Die Entscheidung der SPD/PDS-Koalition, die FU-Medizin zum Jahr 2006 gänzlich zu schließen, zerstört das Vertrauen in Berliner Politik und ruiniert die Attraktivität Berlins für die in den kommenden Jahren dringend benötigten besten Köpfe. Erst 1995 wurde das Universitätsmedizingesetz im Interesse einer langfristigen Bestands- und Standortsicherung der Berliner Universitätsklinika (§ 1, Abs.1) verabschiedet unter Beteiligung der SPD, mit denselben Personen, die jetzt wieder entschieden haben. Glaubwürdigkeit der Politik ist die wichtigste Voraussetzung für die Zukunft der Wissenschaft in dieser Stadt und mit der Glaubwürdigkeit ist es vorbei. Im Wahlkampf wurde wochenlang verkündet, Bildung und Wissenschaft seien die Zukunftsbranchen und würden daher Priorität genießen die jetzige Koalitionsvereinbarung zeigt, wie SPD und PDS das meinen.

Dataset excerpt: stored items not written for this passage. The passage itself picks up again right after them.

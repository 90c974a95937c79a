//! Validation error types

use serde::{Deserialize, Serialize};
use thiserror::Error;

pub type ValidationResult<T> = Result<T, ValidateError>;

/// The single error a failed validation run produces.
///
/// The engine is fail-fast: the first failing rule anywhere aborts the whole
/// call, so one run yields at most one error, scoped to the chain whose rule
/// failed and carrying that chain's numeric code (0 when unset).
#[derive(Debug, Clone, Serialize, Deserialize, PartialEq, Error)]
#[error("{message}")]
pub struct ValidateError {
    /// Key of the chain whose rule failed
    pub field: String,
    /// Resolved, human-readable error message
    pub message: String,
    /// Caller-supplied numeric code attached to the chain
    pub code: i32,
}

impl ValidateError {
    /// Create a new validation error
    pub fn new(field: impl Into<String>, message: impl Into<String>, code: i32) -> Self {
        Self {
            field: field.into(),
            message: message.into(),
            code,
        }
    }
}

#[cfg(test)]
mod tests {
    use super::*;

    #[test]
    fn test_error_display_is_message_only() {
        let err = ValidateError::new("age", "age must be an integer", 10086);
        assert_eq!(err.to_string(), "age must be an integer");
        assert_eq!(err.field, "age");
        assert_eq!(err.code, 10086);
    }

    #[test]
    fn test_error_serializes() {
        let err = ValidateError::new("age", "bad", 7);
        let json = serde_json::to_value(&err).unwrap();
        assert_eq!(json["field"], "age");
        assert_eq!(json["code"], 7);
    }
}
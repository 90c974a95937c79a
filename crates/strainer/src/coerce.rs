//! Canonical-type coercion over decoded parameter values
//!
//! Every conversion answers with `Option<T>`: `None` means the value cannot
//! be interpreted as the target type. Policy held throughout the crate: the
//! empty string never coerces to a number, and float-shaped values never
//! coerce to an integer.

use serde_json::{Map, Value};

/// Coerce to an integer. Accepts any JSON integer and strings that parse
/// as `i64`.
pub fn to_i64(val: &Value) -> Option<i64> {
    match val {
        Value::Number(n) => n.as_i64(),
        Value::String(s) => {
            if s.is_empty() {
                return None;
            }
            s.parse::<i64>().ok()
        }
        _ => None,
    }
}

/// Coerce to a float. Accepts any JSON number and strings that parse as
/// `f64`.
pub fn to_f64(val: &Value) -> Option<f64> {
    match val {
        Value::Number(n) => n.as_f64(),
        Value::String(s) => {
            if s.is_empty() {
                return None;
            }
            s.parse::<f64>().ok()
        }
        _ => None,
    }
}

/// Coerce to a string. Strings pass through, numbers are formatted;
/// booleans, nulls and containers do not coerce.
pub fn to_string(val: &Value) -> Option<String> {
    match val {
        Value::String(s) => Some(s.clone()),
        Value::Number(n) => Some(n.to_string()),
        _ => None,
    }
}

/// Coerce to a boolean. Accepts native bools, the token set
/// `1 t T TRUE true True 0 f F FALSE false False`, and the integers 1/0.
pub fn to_bool(val: &Value) -> Option<bool> {
    match val {
        Value::Bool(b) => Some(*b),
        Value::String(s) => parse_bool_token(s),
        Value::Number(n) => match n.as_i64() {
            Some(1) => Some(true),
            Some(0) => Some(false),
            _ => None,
        },
        _ => None,
    }
}

fn parse_bool_token(s: &str) -> Option<bool> {
    match s {
        "1" | "t" | "T" | "true" | "TRUE" | "True" => Some(true),
        "0" | "f" | "F" | "false" | "FALSE" | "False" => Some(false),
        _ => None,
    }
}

/// Coerce a JSON array to integers, element by element. Any element that
/// fails integer coercion fails the whole slice.
pub fn to_i64_slice(val: &Value) -> Option<Vec<i64>> {
    match val {
        Value::Array(items) => items.iter().map(to_i64).collect(),
        _ => None,
    }
}

/// Coerce a JSON array to strings, element by element.
pub fn to_string_slice(val: &Value) -> Option<Vec<String>> {
    match val {
        Value::Array(items) => items.iter().map(to_string).collect(),
        _ => None,
    }
}

/// Look up `key` in a parameter map and coerce it to an integer.
pub fn int_from_map(key: &str, vals: &Map<String, Value>) -> Option<i64> {
    vals.get(key).and_then(to_i64)
}

/// Look up `key` in a parameter map and coerce it to a string.
pub fn str_from_map(key: &str, vals: &Map<String, Value>) -> Option<String> {
    vals.get(key).and_then(to_string)
}

/// Zero test over the closed set of canonical kinds: null, 0, empty
/// string, `false`, empty array, empty object.
pub fn is_zero(val: &Value) -> bool {
    match val {
        Value::Null => true,
        Value::Bool(b) => !b,
        Value::Number(n) => n.as_f64().map(|f| f == 0.0).unwrap_or(false),
        Value::String(s) => s.is_empty(),
        Value::Array(items) => items.is_empty(),
        Value::Object(entries) => entries.is_empty(),
    }
}
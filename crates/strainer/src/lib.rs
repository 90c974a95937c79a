//! # strainer
//!
//! Declarative rule-chain validation for untyped request parameters.
//! Callers bind ordered rule chains to field keys, hand the chains and the
//! decoded input map to the engine, and get back a cleaned, typed result
//! map, or a single field-scoped error with an optional numeric code.
//!
//! ```
//! use serde_json::{json, Map};
//! use strainer::{validate, Chain, IntRule, OptionalRule, RequiredRule};
//!
//! let mut params = Map::new();
//! params.insert("age".to_string(), json!("42"));
//!
//! let chains = vec![
//!     Chain::new("age").rule(RequiredRule::new()).rule(IntRule::new()),
//!     Chain::new("grade").rule(OptionalRule::new().default_value(1)),
//! ];
//!
//! let res = validate(&params, &chains).unwrap();
//! assert_eq!(res.int("age"), Some(42));
//! assert_eq!(res.int("grade"), Some(1));
//! ```

pub mod chain;
pub mod coerce;
pub mod context;
pub mod engine;
pub mod error;
pub mod field;
pub mod outcome;
pub mod rules;
pub mod traits;

// Re-exports for easy access
pub use chain::Chain;
pub use context::{init_localizer_key, localizer_key, Context, Localizer, DEFAULT_LOCALIZER_KEY};
pub use engine::{validate, validate_with_context, Status, Validated};
pub use error::{ValidateError, ValidationResult};
pub use field::{FieldScratch, EXCLUDED_KEY};
pub use outcome::Outcome;
pub use traits::Rule;

// Built-in rules
pub use rules::{
    BetweenRule, BooleanRule, CustomRule, DateRule, DatetimeRule, DotIntRule, DotIntToSliceRule,
    EmailRule, EmptyStringRule, EnumIntRule, EnumStringRule, FloatRule, IntRule, IntSliceRule,
    Ipv4Rule, LengthRule, MaxdotRule, OmitEmptyRule, OptionalRule, PaginateRule, PhoneRule,
    RegexRule, RemoveEmojiRule, RequiredRule, ResetKeyRule, StringRule, StringSliceRule, UrlRule,
    XssRule,
};
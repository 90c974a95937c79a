//! Core rule trait

use crate::field::FieldScratch;
use crate::outcome::Outcome;

/// One unit of work over a field's current value.
///
/// Rules run synchronously, in chain order, exactly once per validation
/// call. A rule may mutate the scratch record's `key`, `value` and `extend`;
/// the input map itself is off limits.
pub trait Rule: Send + Sync {
    /// Apply the rule to the field's scratch state.
    fn apply(&self, field: &mut FieldScratch<'_>) -> Outcome;

    /// Rule name, for logging.
    fn name(&self) -> &'static str;
}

Der Vertrauensverlust in die Berliner Politik hat einen weiteren Grund: Noch im Juli 2001 hatten Senat und Abgeordnetenhaus die Hochschulverträge beschlossen, die auch die Hochschulmedizin umfassen. Die jetzige Koalitionsabsprache bricht mit der bisher bundesweit beispielhaften Wissenschafts- und Hochschulpolitik Berlins. Keine der Berliner Hochschulen darf mehr darauf rechnen, dass ihre Verträge von dieser Koalition respektiert werden. Die Freie Universität wird daher eine Klage gegen den Schließungsbeschluss prüfen.
Zerstört wird auch die Erwartung, dass Leistung sich lohne. Die FU-Medizin hat seit der Bildung des Fachbereichs Humanmedizin im Jahre 1995 eine Leistungssteigerung aufzuweisen, die ihresgleichen sucht.

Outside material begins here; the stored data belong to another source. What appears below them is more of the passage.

//! Rule outcome model

/// Result of applying one rule to one field.
///
/// `Break` ends the field's chain without failing the run; `Failure` aborts
/// the entire validation call. Failures are not collected across chains.
#[derive(Debug, Clone, PartialEq, Eq)]
pub enum Outcome {
    /// Continue with the next rule in the chain.
    Success,
    /// Stop this chain, keep the accumulated value and extend entries.
    Break,
    /// Abort the whole run; the optional message overrides the chain default.
    Failure(Option<String>),
}

impl Outcome {
    /// Failure carrying the rule's configured message override, if any.
    pub fn fail_with(message: &Option<String>) -> Self {
        Outcome::Failure(message.clone())
    }

    pub fn is_success(&self) -> bool {
        matches!(self, Outcome::Success)
    }

    pub fn is_break(&self) -> bool {
        matches!(self, Outcome::Break)
    }

    pub fn is_failure(&self) -> bool {
        matches!(self, Outcome::Failure(_))
    }
}

#[cfg(test)]
mod tests {
    use super::*;

    #[test]
    fn test_outcome_predicates() {
        assert!(Outcome::Success.is_success());
        assert!(Outcome::Break.is_break());
        assert!(Outcome::Failure(None).is_failure());
        assert!(!Outcome::Break.is_failure());
    }

    #[test]
    fn test_fail_with_clones_override() {
        let msg = Some("boom".to_string());
        assert_eq!(
            Outcome::fail_with(&msg),
            Outcome::Failure(Some("boom".to_string()))
        );
        assert_eq!(Outcome::fail_with(&None), Outcome::Failure(None));
    }
}
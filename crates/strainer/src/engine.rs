//! Chain execution engine

use serde_json::{Map, Value};
use tracing::{debug, trace};

use crate::chain::Chain;
use crate::coerce;
use crate::context::Context;
use crate::error::{ValidateError, ValidationResult};
use crate::field::FieldScratch;
use crate::outcome::Outcome;

/// Engine status for a completed call.
#[derive(Debug, Clone, Copy, PartialEq, Eq)]
#[repr(i32)]
pub enum Status {
    /// No chains were given; nothing ran.
    Skipped = 0,
    /// Every chain completed.
    Validated = 1,
}

impl Status {
    pub fn code(self) -> i32 {
        self as i32
    }
}

/// The cleaned, typed output of a successful validation call.
#[derive(Debug, Clone)]
pub struct Validated {
    /// Final values keyed by (possibly redirected) field key and extend
    /// keys, in chain-processing order.
    pub values: Map<String, Value>,
    pub status: Status,
}

impl Validated {
    pub fn get(&self, key: &str) -> Option<&Value> {
        self.values.get(key)
    }

    /// Read a result entry as an integer.
    pub fn int(&self, key: &str) -> Option<i64> {
        coerce::int_from_map(key, &self.values)
    }

    /// Read a result entry as a string.
    pub fn str(&self, key: &str) -> Option<String> {
        coerce::str_from_map(key, &self.values)
    }

    pub fn into_values(self) -> Map<String, Value> {
        self.values
    }
}

/// Validate `params` against `chains` with an empty context.
pub fn validate(params: &Map<String, Value>, chains: &[Chain]) -> ValidationResult<Validated> {
    validate_with_context(&Context::new(), params, chains)
}

/// Validate `params` against `chains`. The context is consulted only for
/// the localizer lookup of localized chains.
///
/// Chains run in order; within a chain, rules run in order. A `Break`
/// outcome stops the current chain and keeps what it accumulated. A
/// `Failure` outcome aborts the whole call: the error carries the first
/// available message (outcome, then chain default, then a generated
/// `field <key> error`) and the chain's numeric code. Values accumulated
/// for earlier chains are discarded on failure.
pub fn validate_with_context(
    ctx: &Context,
    params: &Map<String, Value>,
    chains: &[Chain],
) -> ValidationResult<Validated> {
    if chains.is_empty() {
        return Ok(Validated {
            values: Map::new(),
            status: Status::Skipped,
        });
    }

    let mut values = Map::new();
    for chain in chains {
        let raw = params.get(chain.key()).cloned().unwrap_or(Value::Null);
        let mut scratch = FieldScratch::new(chain.key(), raw, params);

        for rule in chain.rules() {
            match rule.apply(&mut scratch) {
                Outcome::Success => {}
                Outcome::Break => {
                    trace!(field = chain.key(), rule = rule.name(), "chain stopped early");
                    break;
                }
                Outcome::Failure(message) => {
                    let resolved = resolve_message(ctx, chain, message);
                    debug!(
                        field = chain.key(),
                        rule = rule.name(),
                        code = chain.error_code(),
                        "validation failed: {resolved}"
                    );
                    return Err(ValidateError::new(chain.key(), resolved, chain.error_code()));
                }
            }
        }

        let (key, value, extend) = scratch.into_parts();
        if key != crate::field::EXCLUDED_KEY && !value.is_null() {
            values.insert(key, value);
        }
        for (ek, ev) in extend {
            values.insert(ek, ev);
        }
    }

    Ok(Validated {
        values,
        status: Status::Validated,
    })
}

fn resolve_message(ctx: &Context, chain: &Chain, outcome_message: Option<String>) -> String {
    let message = outcome_message.or_else(|| chain.error_message().map(str::to_string));
    match message {
        Some(m) if chain.is_localized() => ctx.localize(&m),
        Some(m) => m,
        None => format!("field {} error", chain.key()),
    }
}
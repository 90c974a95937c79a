//! Type-coercion rules
//!
//! Each rule delegates to the coercion layer and, on success, overwrites
//! the scratch value with the canonical typed value, so downstream rules
//! and the final result see the normalized form.

use serde_json::Value;

use crate::coerce;
use crate::field::FieldScratch;
use crate::outcome::Outcome;
use crate::traits::Rule;

/// Coerces the value to a canonical integer.
#[derive(Debug, Clone, Default)]
pub struct IntRule {
    message: Option<String>,
}

impl IntRule {
    pub fn new() -> Self {
        Self { message: None }
    }

    pub fn message(mut self, message: impl Into<String>) -> Self {
        self.message = Some(message.into());
        self
    }
}

impl Rule for IntRule {
    fn apply(&self, field: &mut FieldScratch<'_>) -> Outcome {
        match coerce::to_i64(&field.value) {
            Some(n) => {
                field.value = Value::from(n);
                Outcome::Success
            }
            None => Outcome::fail_with(&self.message),
        }
    }

    fn name(&self) -> &'static str {
        "int"
    }
}

/// Coerces the value to a canonical finite float.
#[derive(Debug, Clone, Default)]
pub struct FloatRule {
    message: Option<String>,
}

impl FloatRule {
    pub fn new() -> Self {
        Self { message: None }
    }

    pub fn message(mut self, message: impl Into<String>) -> Self {
        self.message = Some(message.into());
        self
    }
}

impl Rule for FloatRule {
    fn apply(&self, field: &mut FieldScratch<'_>) -> Outcome {
        let parsed = coerce::to_f64(&field.value).filter(|f| f.is_finite());
        match parsed.and_then(serde_json::Number::from_f64) {
            Some(n) => {
                field.value = Value::Number(n);
                Outcome::Success
            }
            None => Outcome::fail_with(&self.message),
        }
    }

    fn name(&self) -> &'static str {
        "float"
    }
}

/// Coerces the value to a canonical boolean.
#[derive(Debug, Clone, Default)]
pub struct BooleanRule {
    message: Option<String>,
}

impl BooleanRule {
    pub fn new() -> Self {
        Self { message: None }
    }

    pub fn message(mut self, message: impl Into<String>) -> Self {
        self.message = Some(message.into());
        self
    }
}

impl Rule for BooleanRule {
    fn apply(&self, field: &mut FieldScratch<'_>) -> Outcome {
        match coerce::to_bool(&field.value) {
            Some(b) => {
                field.value = Value::Bool(b);
                Outcome::Success
            }
            None => Outcome::fail_with(&self.message),
        }
    }

    fn name(&self) -> &'static str {
        "boolean"
    }
}

/// Coerces the value to a canonical string.
#[derive(Debug, Clone, Default)]
pub struct StringRule {
    message: Option<String>,
}

impl StringRule {
    pub fn new() -> Self {
        Self { message: None }
    }

    pub fn message(mut self, message: impl Into<String>) -> Self {
        self.message = Some(message.into());
        self
    }
}

impl Rule for StringRule {
    fn apply(&self, field: &mut FieldScratch<'_>) -> Outcome {
        match coerce::to_string(&field.value) {
            Some(s) => {
                field.value = Value::String(s);
                Outcome::Success
            }
            None => Outcome::fail_with(&self.message),
        }
    }

    fn name(&self) -> &'static str {
        "string"
    }
}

Zwei DFG-Sonderforschungsbereiche, ein Graduiertenkolleg, drei Forschergruppen, kontinuierliche Drittmittelsteigerung auf heute 50 Mio. DM jährlich sind Ausweis der deutlich gewachsenen Forschungsaktivität. Anhaltend überdurchschnittliche Ergebnisse in den bundesweit einheitlichen Prüfungen der Medizinstudenten, ein innovatives Ausbildungsprogramm im Benjamin-Franklin-Kolleg, ein zunehmend positives Klima zwischen Dozenten und Studierenden diese Entwicklungen haben den früheren Trend zum Wechsel von Studierenden in die Charité umgekehrt.

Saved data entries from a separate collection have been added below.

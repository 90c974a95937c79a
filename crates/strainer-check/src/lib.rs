//! # strainer-check
//!
//! Stateless format predicates for the strainer validation engine.
//! Every predicate is a pure function over a string; the check factories
//! produce reusable closures for element-wise slice validation.

use std::net::Ipv4Addr;
use std::sync::OnceLock;

use chrono::{NaiveDate, NaiveDateTime};
use regex::Regex;

/// Check applied to a single integer element.
pub type IntCheck = Box<dyn Fn(i64) -> bool + Send + Sync>;

/// Check applied to a single string element.
pub type StrCheck = Box<dyn Fn(&str) -> bool + Send + Sync>;

fn email_re() -> &'static Regex {
    static RE: OnceLock<Regex> = OnceLock::new();
    RE.get_or_init(|| {
        Regex::new(
            r"^[a-zA-Z0-9.!#$%&'*+/=?^_`{|}~-]+@[a-zA-Z0-9](?:[a-zA-Z0-9-]{0,61}[a-zA-Z0-9])?(?:\.[a-zA-Z0-9](?:[a-zA-Z0-9-]{0,61}[a-zA-Z0-9])?)*$",
        )
        .expect("email pattern")
    })
}

fn phone_re() -> &'static Regex {
    static RE: OnceLock<Regex> = OnceLock::new();
    RE.get_or_init(|| Regex::new(r"^1[3-9]\d{9}$").expect("phone pattern"))
}

fn dot_int_re() -> &'static Regex {
    static RE: OnceLock<Regex> = OnceLock::new();
    RE.get_or_init(|| Regex::new(r"^[0-9]+(,[0-9]+)*$").expect("dot-int pattern"))
}

fn date_shape_re() -> &'static Regex {
    static RE: OnceLock<Regex> = OnceLock::new();
    RE.get_or_init(|| Regex::new(r"^\d{4}-\d{2}-\d{2}$").expect("date shape pattern"))
}

fn datetime_shape_re() -> &'static Regex {
    static RE: OnceLock<Regex> = OnceLock::new();
    RE.get_or_init(|| {
        Regex::new(r"^\d{4}-\d{2}-\d{2} \d{2}:\d{2}:\d{2}$").expect("datetime shape pattern")
    })
}

/// Checks whether the string is an email address.
pub fn email(val: &str) -> bool {
    email_re().is_match(val)
}

/// Checks whether the string is a usable URL: any fragment is stripped,
/// the remainder must parse as an absolute URL with a scheme.
pub fn url(val: &str) -> bool {
    let val = match val.find('#') {
        Some(i) => &val[..i],
        None => val,
    };
    if val.is_empty() {
        return false;
    }
    match url::Url::parse(val) {
        Ok(parsed) => !parsed.scheme().is_empty(),
        Err(_) => false,
    }
}

/// Checks whether the string is a mobile phone number.
pub fn phone(val: &str) -> bool {
    phone_re().is_match(val)
}

/// Checks whether the string is a dotted-quad IPv4 address.
pub fn ipv4(val: &str) -> bool {
    val.parse::<Ipv4Addr>().is_ok()
}

/// Checks whether the string is a calendar date, format `2006-01-02`.
/// Month and day must be two digits.
pub fn date(val: &str) -> bool {
    date_shape_re().is_match(val) && NaiveDate::parse_from_str(val, "%Y-%m-%d").is_ok()
}

/// Checks whether the string is a timestamp, format `2006-01-02 15:04:05`.
/// All fields must be two digits.
pub fn datetime(val: &str) -> bool {
    datetime_shape_re().is_match(val)
        && NaiveDateTime::parse_from_str(val, "%Y-%m-%d %H:%M:%S").is_ok()
}

/// Checks whether the string is a comma-joined sequence of unsigned
/// integer tokens, e.g. `1,2,3`.
pub fn dot_int(val: &str) -> bool {
    dot_int_re().is_match(val)
}

/// Check factory: integer within `[min, max]`.
pub fn between(min: i64, max: i64) -> IntCheck {
    Box::new(move |val| val >= min && val <= max)
}

/// Check factory: integer member of `enums`.
pub fn enum_int(enums: Vec<i64>) -> IntCheck {
    Box::new(move |val| enums.contains(&val))
}

/// Check factory: string member of `enums`.
pub fn enum_string(enums: Vec<String>) -> StrCheck {
    Box::new(move |val| enums.iter().any(|e| e == val))
}

/// Check factory: character count within `[min, max]`, counting Unicode
/// scalar values rather than bytes.
pub fn length(min: usize, max: usize) -> StrCheck {
    Box::new(move |val| {
        let l = val.chars().count();
        l >= min && l <= max
    })
}

/// Check factory: string matches `pattern`. An unparseable pattern yields
/// a check that rejects every input instead of panicking.
pub fn regex(pattern: &str) -> StrCheck {
    match Regex::new(pattern) {
        Ok(re) => Box::new(move |val| re.is_match(val)),
        Err(_) => Box::new(|_| false),
    }
}

#[cfg(test)]
mod tests {
    use super::*;

    #[test]
    fn test_email() {
        assert!(email("liumurong1@tal.com"));
        assert!(email("user.name+tag@example.co.uk"));
        assert!(!email("@tal.com"));
        assert!(!email("no-at-sign"));
        assert!(!email("user@"));
    }

    #[test]
    fn test_url() {
        assert!(url("https://baidu.com"));
        assert!(url("http://www.baidu.com"));
        assert!(url("https://www.baidu.com?x=3"));
        assert!(url("https://www.baidu.com#de"));
        assert!(!url(""));
        assert!(!url("#only-fragment"));
        assert!(!url("baidu.com"));
    }

    #[test]
    fn test_phone() {
        assert!(phone("15810562936"));
        assert!(!phone("12810562936"));
        assert!(!phone("1581056293"));
        assert!(!phone("158105629367"));
    }

    #[test]
    fn test_ipv4() {
        assert!(ipv4("127.127.127.127"));
        assert!(ipv4("0.0.0.0"));
        assert!(!ipv4("127.333.1.1"));
        assert!(!ipv4("::1"));
        assert!(!ipv4("1.2.3"));
    }

    #[test]
    fn test_date() {
        assert!(date("2021-10-11"));
        assert!(!date("2021-1-11"));
        assert!(!date("2021-13-11"));
        assert!(!date("2021-02-30"));
    }

    #[test]
    fn test_datetime() {
        assert!(datetime("2021-10-11 15:33:21"));
        assert!(!datetime("2021-1-11 15:33:21"));
        assert!(!datetime("2021-10-11 25:33:21"));
        assert!(!datetime("2021-10-11"));
    }

    #[test]
    fn test_dot_int() {
        assert!(dot_int("1,2,3,4"));
        assert!(dot_int("7"));
        assert!(!dot_int("1,2,"));
        assert!(!dot_int(",1"));
        assert!(!dot_int("1,a,3"));
        assert!(!dot_int(""));
    }

    #[test]
    fn test_between() {
        let check = between(1, 100);
        assert!(check(1));
        assert!(check(100));
        assert!(!check(0));
        assert!(!check(101));
    }

    #[test]
    fn test_enum_checks() {
        let ints = enum_int(vec![1, 2, 3, 4]);
        assert!(ints(3));
        assert!(!ints(5));

        let strs = enum_string(vec!["man".to_string(), "feman".to_string()]);
        assert!(strs("man"));
        assert!(!strs("other"));
    }

    #[test]
    fn test_length_counts_chars() {
        let check = length(4, 6);
        assert!(check("字符长度5"));
        assert!(!check("abc"));
        assert!(!check("abcdefg"));
    }

    #[test]
    fn test_regex_factory() {
        let digits = regex("^[0-9]*$");
        assert!(digits("034433332"));
        assert!(!digits("03443a332"));

        // A broken pattern degrades to reject-everything.
        let broken = regex("([unclosed");
        assert!(!broken("anything"));
        assert!(!broken(""));
    }
}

Die erfolgreichen Neuberufungen der letzten Jahre belegen die deutlich gestiegene Anerkennung des Leistungsniveaus im UKBF, die auch durch eine Stellungnahme attestiert wird, die der Wissenschaftsrat am 30.11.2001 auf Nachfrage der Berliner SPD abgegeben hat: Bezogen auf die Forschungsleistungen pro Wissenschaftler der nur halb so großen Medizinischen Fakultät der Freien Universität steht das Universitätsklinikum Benjamin Franklin der Charité nicht nach.
Seifenblasen
Es ist unerfindlich, was die Koalition getrieben haben mag, diese Erfolgsstory durch Schließung zu bestrafen. Die Leistungsbilanz kann es nicht sein und erhoffte Einsparungen werden sich als Seifenblasen erweisen. Eine davon beruht auf der falschen Annahme, dass 80 Prozent der Medizinprofessoren in den nächsten Jahren in Pension gehen werden. Tatsächlich scheiden von ihnen aber nur etwa 35 Prozent bis Ende 2005 aus, die bleibenden 65 Prozent sowie die Pensionen der Ruheständler müssen weiter bezahlt werden.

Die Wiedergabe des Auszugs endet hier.